*Problem*: Among the records below, the line containing "spec.token_child(0)" marks the start. Output it and all lines after it exactly.

* * * * * * *

pub mod scope;

use crate::tree::{Child, Node, NodeKind, Token, TokenKind};
use scope::{Parameter, ScopeStack, Symbol, SymbolType};

/// Represents a semantic analysis error
#[derive(Debug, Clone, PartialEq)]
pub struct SemanticError {
    pub message: String,
    /// 1-based line/column of the offending token, when one was available
    pub position: Option<(usize, usize)>,
}

impl SemanticError {
    pub fn new(message: impl Into<String>, line: usize, column: usize) -> Self {
        SemanticError {
            message: message.into(),
            position: Some((line, column)),
        }
    }

    pub fn from_token(message: impl Into<String>, token: &Token) -> Self {
        SemanticError {
            message: message.into(),
            position: Some((token.line, token.column)),
        }
    }
}

impl std::fmt::Display for SemanticError {
    fn fmt(&self, f: &mut std::fmt::Formatter) -> std::fmt::Result {
        match self.position {
            Some((line, column)) => {
                write!(f, "Semantic error at {}:{}: {}", line, column, self.message)
            }
            None => write!(f, "Semantic error: {}", self.message),
        }
    }
}

impl std::error::Error for SemanticError {}

/// Main semantic analyzer that traverses the simplified tree and performs
/// semantic checks.
///
/// One analyzer value covers exactly one run: it starts with a fresh global
/// scope and an empty diagnostics list, walks the whole tree, and is consumed
/// by [`analyze`](Self::analyze). Every check records its finding and
/// returns, so one broken declaration cannot hide problems further down the
/// tree.
pub struct SemanticAnalyzer {
    scopes: ScopeStack,
    errors: Vec<SemanticError>,
}

impl SemanticAnalyzer {
    pub fn new() -> Self {
        SemanticAnalyzer {
            scopes: ScopeStack::new(),
            errors: Vec::new(),
        }
    }

    /// Walks the tree and returns every diagnostic found, in walk order.
    /// A clean tree yields `Ok(())`.
    pub fn analyze(mut self, program: &Child) -> Result<(), Vec<SemanticError>> {
        self.visit(program);
        debug_assert_eq!(
            self.scopes.depth(),
            0,
            "scope stack must return to global after a full walk"
        );
        if self.errors.is_empty() {
            Ok(())
        } else {
            Err(self.errors)
        }
    }

    /// Records a semantic error
    fn record_error(&mut self, error: SemanticError) {
        self.errors.push(error);
    }

    fn visit(&mut self, child: &Child) {
        match child {
            Child::Token(token) => {
                // A bare identifier in statement or operand position is a
                // variable use. Literals carry no names to resolve.
                if token.kind == TokenKind::Identifier {
                    self.check_variable_use(token);
                }
            }
            Child::Tree(node) => self.visit_node(node),
        }
    }

    fn visit_node(&mut self, node: &Node) {
        match node.kind {
            NodeKind::Contract => self.check_contract(node),
            NodeKind::Function => self.check_function_declaration(node),
            NodeKind::VariableDeclaration => self.check_variable_declaration(node),
            NodeKind::Assignment => self.check_assignment(node),
            NodeKind::Program
            | NodeKind::Block
            | NodeKind::IfStatement
            | NodeKind::Then
            | NodeKind::Else
            | NodeKind::Display
            | NodeKind::Print
            | NodeKind::Expression
            | NodeKind::Term
            | NodeKind::Factor => self.visit_all(&node.children),
            // Consumed positionally by the declaration checks; a stray one
            // carries nothing to resolve.
            NodeKind::TypeSpecifier | NodeKind::Parameters | NodeKind::Parameter => {}
        }
    }

    fn visit_all(&mut self, children: &[Child]) {
        for child in children {
            self.visit(child);
        }
    }

    // ========== Declaration checks ==========

    /// Binds a contract name in the enclosing scope, then analyzes its body
    /// inside a fresh scope named after the contract.
    ///
    /// A duplicate records one diagnostic and opens no scope; the body is
    /// still analyzed, resolving against the scope that was already active.
    fn check_contract(&mut self, node: &Node) {
        let Some(name_token) = node.token_child(0) else {
            return;
        };
        let name = name_token.text.clone();

        if self.scopes.lookup_local(&name).is_some() {
            self.record_error(SemanticError::from_token(
                format!("Contract '{}' is already defined in the current scope.", name),
                name_token,
            ));
            self.visit_all(&node.children[1..]);
            return;
        }

        self.scopes.define(Symbol::contract(name.clone()));
        self.scopes.enter_scope(&name);
        self.visit_all(&node.children[1..]);
        self.scopes.exit_scope();
    }

    /// Binds a function name (with its declared parameter list) in the
    /// enclosing scope, then analyzes the body inside a fresh scope.
    ///
    /// Parameters are recorded on the function symbol only. They are not
    /// bound inside the body scope, so a body that reads a parameter name
    /// without declaring it gets an undeclared-variable diagnostic. This
    /// mirrors how the language currently behaves and stays as is.
    fn check_function_declaration(&mut self, node: &Node) {
        let Some(name_token) = node.token_child(0) else {
            return;
        };
        let name = name_token.text.clone();

        let (parameters, body) = match node.tree_child(1) {
            Some(params) if params.kind == NodeKind::Parameters => {
                (parse_parameters(params), &node.children[2..])
            }
            _ => (Vec::new(), &node.children[1..]),
        };

        if self.scopes.lookup_local(&name).is_some() {
            self.record_error(SemanticError::from_token(
                format!("Function '{}' is already defined in the current scope.", name),
                name_token,
            ));
            self.visit_all(body);
            return;
        }

        self.scopes.define(Symbol::function(name.clone(), parameters));
        self.scopes.enter_scope(&name);
        self.visit_all(body);
        self.scopes.exit_scope();
    }

    /// Defines a variable in the current scope unless the name is already
    /// taken there. Shadowing an outer scope's name is legal and silent.
    fn check_variable_declaration(&mut self, node: &Node) {
        let Some(name_token) = node.token_child(0) else {
            return;
        };
        let name = name_token.text.clone();

        if self.scopes.lookup_local(&name).is_some() {
            self.record_error(SemanticError::from_token(
                format!("Variable '{}' is already defined in the current scope.", name),
                name_token,
            ));
            return;
        }

        let ty = node
            .tree_child(1)
            .filter(|spec| spec.kind == NodeKind::TypeSpecifier)
            .and_then(specifier_type);
        self.scopes.define(Symbol::variable(name, ty));
    }

    // ========== Use checks ==========

    /// Resolves a variable use through the whole scope chain.
    fn check_variable_use(&mut self, token: &Token) {
        if self.scopes.lookup(&token.text).is_none() {
            self.record_error(SemanticError::from_token(
                format!("Variable '{}' is not declared.", token.text),
                token,
            ));
        }
    }

    /// Checks an assignment's expression type against the target's declared
    /// type. Right-hand-side identifiers are resolved as ordinary uses.
    ///
    /// An undeclared target records nothing here; only the type comparison
    /// is performed, and only when the target resolves. Known gap, kept to
    /// match the language's current behavior.
    fn check_assignment(&mut self, node: &Node) {
        let Some(target) = node.token_child(0) else {
            return;
        };
        self.visit_all(&node.children[1..]);

        let declared = self
            .scopes
            .lookup(&target.text)
            .and_then(|symbol| symbol.ty);
        let assigned = self.expression_type(node.children.get(1));

        if let (Some(declared), Some(assigned)) = (declared, assigned) {
            if declared != assigned {
                self.record_error(SemanticError::from_token(
                    format!("Type mismatch: Cannot assign '{}' to '{}'.", assigned, declared),
                    target,
                ));
            }
        }
    }

    /// Shallow type of an expression operand. Composite expressions are
    /// indeterminate at this stage and skip the mismatch check entirely.
    fn expression_type(&self, operand: Option<&Child>) -> Option<SymbolType> {
        match operand {
            Some(Child::Token(token)) => match token.kind {
                TokenKind::Number => Some(SymbolType::Int),
                TokenKind::Str => Some(SymbolType::Str),
                TokenKind::Identifier => {
                    self.scopes.lookup(&token.text).and_then(|symbol| symbol.ty)
                }
            },
            _ => None,
        }
    }
}

impl Default for SemanticAnalyzer {
    fn default() -> Self {
        Self::new()
    }
}

// Parameter nodes hold a name token and an optional type specifier.
// Malformed entries are dropped rather than guessed at.
fn parse_parameters(node: &Node) -> Vec<Parameter> {
    let mut parameters = Vec::new();
    for child in &node.children {
        let Child::Tree(param) = child else {
            continue;
        };
        if param.kind != NodeKind::Parameter {
            continue;
        }
        let Some(name_token) = param.token_child(0) else {
            continue;
        };
        let ty = param
            .tree_child(1)
            .filter(|spec| spec.kind == NodeKind::TypeSpecifier)
            .and_then(specifier_type);
        parameters.push(Parameter {
            name: name_token.text.clone(),
            ty,
        });
    }
    parameters
}

fn specifier_type(spec: &Node) -> Option<SymbolType> {
    spec.token_child(0)
        .and_then(|token| SymbolType::from_keyword(&token.text))
}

* * * * * * *

*Result*:
    spec.token_child(0)
        .and_then(|token| SymbolType::from_keyword(&token.text))
}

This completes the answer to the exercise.